Identification of type 2 diabetes- and obesity-associated human β-cells using deep transfer learning

  1. Indiana Biosciences Research Institute, Indianapolis, United States
  2. Department of Biostatistics and Health Data Science, Indiana University School of Medicine, Indianapolis, United States
  3. Department of Neurobiology, Physiology and Behavior, College of Biological Sciences, University of California, Davis, Davis, United States
  4. Center for Diabetes and Metabolic Diseases, Indiana University School of Medicine, Indianapolis, United States

Peer review process

Revised: This Reviewed Preprint has been revised by the authors in response to the previous round of peer review; the eLife assessment and the public reviews have been updated where necessary by the editors and peer reviewers.

Read more about eLife’s peer review process.

Editors

  • Reviewing Editor
    Lori Sussel
    University of Colorado Anschutz Medical Campus, Aurora, United States of America
  • Senior Editor
    Lori Sussel
    University of Colorado Anschutz Medical Campus, Aurora, United States of America

Reviewer #1 (Public review):

In this manuscript, Roy et al. used the previously published deep transfer learning tool, DEGAS, to map disease associations onto single-cell RNA-seq data from bulk expression data.

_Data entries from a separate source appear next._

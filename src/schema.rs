use chrono::NaiveDate;
use schemars::JsonSchema;
use serde::{Deserialize, Deserializer, Serialize, Serializer};
use std::fmt;

/// One value of the decoded report grid.
#[derive(Debug, Clone, PartialEq, Default)]
pub enum Cell {
    #[default]
    Empty,
    Text(String),
    Number(f64),
}

pub type Row = Vec<Cell>;
pub type Grid = Vec<Row>;

impl Cell {
    pub fn text(value: impl Into<String>) -> Self {
        Cell::Text(value.into())
    }

    pub fn num(value: f64) -> Self {
        Cell::Number(value)
    }

    /// Empty cells and whitespace-only text both count as blank.
    pub fn is_blank(&self) -> bool {
        match self {
            Cell::Empty => true,
            Cell::Text(s) => s.trim().is_empty(),
            Cell::Number(_) => false,
        }
    }

    /// Trimmed text content, if this is a non-blank text cell.
    pub fn as_text(&self) -> Option<&str> {
        match self {
            Cell::Text(s) if !s.trim().is_empty() => Some(s.trim()),
            _ => None,
        }
    }

    pub fn as_number(&self) -> Option<f64> {
        match self {
            Cell::Number(n) => Some(*n),
            _ => None,
        }
    }

    /// Numeric value for amount columns. Numeric text is accepted,
    /// everything else (and non-finite numbers) reads as zero.
    pub fn amount(&self) -> f64 {
        let value = match self {
            Cell::Number(n) => *n,
            Cell::Text(s) => s.trim().parse::<f64>().unwrap_or(0.0),
            Cell::Empty => 0.0,
        };
        if value.is_finite() {
            value
        } else {
            0.0
        }
    }

    /// Trimmed string form used for label matching.
    pub fn label(&self) -> String {
        match self {
            Cell::Empty => String::new(),
            Cell::Text(s) => s.trim().to_string(),
            Cell::Number(n) => n.to_string(),
        }
    }
}

impl fmt::Display for Cell {
    fn fmt(&self, f: &mut fmt::Formatter<'_>) -> fmt::Result {
        match self {
            Cell::Empty => write!(f, "null"),
            Cell::Text(s) => write!(f, "{:?}", s),
            Cell::Number(n) => write!(f, "{}", n),
        }
    }
}

impl Serialize for Cell {
    fn serialize<S: Serializer>(&self, serializer: S) -> std::result::Result<S::Ok, S::Error> {
        match self {
            Cell::Empty => serializer.serialize_none(),
            Cell::Text(s) => serializer.serialize_str(s),
            Cell::Number(n) => serializer.serialize_f64(*n),
        }
    }
}

impl<'de> Deserialize<'de> for Cell {
    fn deserialize<D: Deserializer<'de>>(deserializer: D) -> std::result::Result<Self, D::Error> {
        let value = serde_json::Value::deserialize(deserializer)?;
        Ok(Cell::from(&value))
    }
}

/// How an item's cost price was found in the inventory.
#[derive(Debug, Clone, Copy, PartialEq, Eq, Serialize, Deserialize, JsonSchema)]
#[serde(rename_all = "camelCase")]
pub enum CostMatch {
    Exact,
    CaseInsensitive,
    /// Substring match in either direction. Treat the cost as provisional.
    Fuzzy,
    Unresolved,
}

impl CostMatch {
    pub fn is_reliable(&self) -> bool {
        matches!(self, CostMatch::Exact | CostMatch::CaseInsensitive)
    }
}

#[derive(Debug, Clone, PartialEq, Serialize, Deserialize, JsonSchema)]
#[serde(rename_all = "camelCase")]
pub struct SaleItem {
    pub item_name: String,
    pub category: String,
    pub quantity: f64,
    pub gross_amount: f64,
    pub discount: f64,
    pub net_amount: f64,
    pub tax: f64,
    pub total_sales: f64,
    pub cost_price: f64,
    pub total_cost: f64,
    /// Pre-tax profit: net amount minus total cost.
    pub profit: f64,
    pub margin_percent: f64,
    /// Target margin from the inventory, or the assumed default when unresolved.
    pub expected_margin: f64,
    pub cost_match: CostMatch,
}

#[derive(Debug, Clone, PartialEq, Serialize, Deserialize, JsonSchema)]
#[serde(rename_all = "camelCase")]
pub struct CategorySummary {
    pub name: String,
    pub item_count: usize,
    pub total_quantity: f64,
    pub total_revenue: f64,
    pub total_cost: f64,
    pub total_profit: f64,
    pub total_tax: f64,
    /// Margin of the category totals, not the mean of item margins.
    pub avg_margin: f64,
}

#[derive(Debug, Clone, PartialEq, Default, Serialize, Deserialize, JsonSchema)]
#[serde(rename_all = "camelCase")]
pub struct SalesSummary {
    pub item_count: usize,
    pub total_quantity: f64,
    pub total_orders: f64,
    pub total_revenue: f64,
    pub total_cost: f64,
    /// Pre-tax profit (revenue minus cost).
    pub total_profit: f64,
    pub total_tax: f64,
    /// Post-tax figure: pre-tax profit minus tax.
    pub net_profit_after_tax: f64,
    pub avg_margin: f64,
    pub gross_sales: f64,
    pub total_discount: f64,
}

#[derive(Debug, Clone, PartialEq, Serialize, Deserialize, JsonSchema)]
#[serde(tag = "kind", rename_all = "camelCase")]
pub enum ParseWarning {
    /// No inventory entry matched; cost defaulted to zero.
    UnresolvedCost {
        #[serde(rename = "itemName")]
        item_name: String,
        category: String,
        row: usize,
    },
    FuzzyCostMatch {
        #[serde(rename = "itemName")]
        item_name: String,
        #[serde(rename = "matchedName")]
        matched_name: String,
        row: usize,
    },
    /// The header carried no date range; the report date is the fallback date.
    DateRangeNotFound {
        #[serde(rename = "fallbackDate")]
        fallback_date: NaiveDate,
    },
}

#[derive(Debug, Clone, PartialEq, Serialize, Deserialize, JsonSchema)]
#[serde(rename_all = "camelCase")]
pub struct ParseResult {
    pub restaurant_name: String,
    pub date_range: String,
    pub date: NaiveDate,
    pub items: Vec<SaleItem>,
    pub categories: Vec<CategorySummary>,
    pub summary: SalesSummary,
    pub warnings: Vec<ParseWarning>,
}

impl ParseResult {
    pub fn unresolved_items(&self) -> impl Iterator<Item = &SaleItem> {
        self.items
            .iter()
            .filter(|item| item.cost_match == CostMatch::Unresolved)
    }

    pub fn generate_json_schema() -> schemars::schema::RootSchema {
        schemars::schema_for!(ParseResult)
    }

    pub fn schema_as_json() -> std::result::Result<String, serde_json::Error> {
        let schema = Self::generate_json_schema();
        serde_json::to_string_pretty(&schema)
    }
}

#[derive(Debug, Clone, PartialEq, Serialize, Deserialize, JsonSchema)]
#[serde(rename_all = "camelCase")]
pub struct InventoryEntry {
    pub name: String,
    pub cost_price: f64,
    pub selling_price: f64,
    pub margin_percent: f64,
    pub category: String,
}

/// Context attached to a failed parse so the source file can be fixed.
#[derive(Debug, Clone, PartialEq, Default, Serialize, Deserialize, JsonSchema)]
#[serde(rename_all = "camelCase")]
pub struct ParseDiagnostics {
    pub total_rows: usize,
    /// Rows that were not empty and went through classification.
    pub inspected_rows: usize,
    pub category_rows: usize,
    pub skipped_rows: usize,
    pub unclassified_rows: usize,
    pub sample_rows: Vec<String>,
}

The authors performed independent runs of DEGAS using T2D or obesity status and identified distinct β-cell subpopulations. β-cells with high obese-DEGAS scores contained two subpopulations derived largely from either non-diabetic or T2D donors. Finally, immunostaining using human pancreas sections from healthy and T2D donors validated the heterogeneous expression and depletion of DLK1 in T2D islets.

Strengths:

(1) This meta-analysis of previously published scRNA-seq data uses a deep transfer learning tool.

(2) Identification of novel beta cell subclusters.

(3) Identified a relatively innovative role of DLK1 in T2D disease progression.

Comments on revisions:

All previous concerns have been addressed.

Reviewer #2 (Public review):

Summary:

The manuscript by Gitanjali Roy et al. applies deep transfer learning (DEGAS) to assign patient-level disease attributes (metadata) to single cells of T2D and non-diabetic patients, including obese patients. This led to the identification of a singular cluster of T2D-associated β-cells; and two subpopulations of obese- β-cells derived from either non-diabetic or T2D donors. The objective was to identify novel and established genes implicated in T2D and obesity. Their final goal is to validate their findings at the protein level using immunohistochemistry of pancreas tissue from non-diabetic and T2D organ donors.

Strengths:

This paper is well-written, and the findings are relevant for β-cell heterogeneity in T2D and obesity.

Weaknesses:

The validation they provide is not sufficiently strong: no DLK1 immunohistochemistry is shown of obese patient-derived sections. Additional presumptive relevant candidates from this transcriptomic analysis should be screened for, at the protein level.

Comments on revisions:

The authors have largely addressed my comments. No further experiments are requested.

Author response:

The following is the authors’ response to the original reviews.

Reviewer #1 (Public Review):

In this manuscript, Roy et al. used the previously published deep transfer learning tool, DEGAS, to map disease associations onto single-cell RNA-seq data from bulk expression data. The authors performed independent runs of DEGAS using T2D or obesity status and identified distinct β-cell subpopulations. β-cells with high obese-DEGAS scores contained two subpopulations derived largely from either non-diabetic or T2D donors. Finally, immunostaining using human pancreas sections from healthy and T2D donors validated the heterogeneous expression and depletion of DLK1 in T2D islets.

Strengths:

(1) This meta-analysis of previously published scRNA-seq data using a deep transfer learning tool.

(2) Identification of novel beta cell subclusters.

(3) Identified a relatively innovative role of DLK1 in T2D disease progression.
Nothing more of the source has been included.